(Source data Opens)
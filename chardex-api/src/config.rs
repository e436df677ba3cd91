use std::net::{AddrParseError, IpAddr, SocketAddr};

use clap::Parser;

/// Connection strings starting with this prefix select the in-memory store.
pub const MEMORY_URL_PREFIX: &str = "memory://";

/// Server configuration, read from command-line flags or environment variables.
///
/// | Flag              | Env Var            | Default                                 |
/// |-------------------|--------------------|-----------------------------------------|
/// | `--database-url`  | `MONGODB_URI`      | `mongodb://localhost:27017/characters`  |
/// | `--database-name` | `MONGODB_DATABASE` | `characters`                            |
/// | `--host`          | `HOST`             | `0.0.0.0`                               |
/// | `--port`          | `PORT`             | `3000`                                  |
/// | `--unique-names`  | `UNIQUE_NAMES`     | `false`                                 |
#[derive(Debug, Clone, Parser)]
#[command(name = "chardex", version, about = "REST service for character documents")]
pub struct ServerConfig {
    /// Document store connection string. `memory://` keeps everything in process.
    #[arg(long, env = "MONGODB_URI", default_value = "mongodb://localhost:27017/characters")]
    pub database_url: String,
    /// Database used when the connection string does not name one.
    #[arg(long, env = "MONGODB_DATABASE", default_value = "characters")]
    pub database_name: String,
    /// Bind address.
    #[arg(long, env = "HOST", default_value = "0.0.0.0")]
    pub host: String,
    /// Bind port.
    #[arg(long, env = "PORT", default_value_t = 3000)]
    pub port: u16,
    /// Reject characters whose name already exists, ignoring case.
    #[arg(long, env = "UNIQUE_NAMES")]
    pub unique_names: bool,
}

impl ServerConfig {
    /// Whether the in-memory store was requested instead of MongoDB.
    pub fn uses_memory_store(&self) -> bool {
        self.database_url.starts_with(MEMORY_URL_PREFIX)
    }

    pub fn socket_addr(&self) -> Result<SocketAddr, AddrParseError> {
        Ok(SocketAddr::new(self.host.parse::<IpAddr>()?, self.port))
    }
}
(Source data Closes)
▸ **What the exercise asks**: Answer with a single number: how many lines in the data above have the string "bool" in them?

▸ **Response box**: 2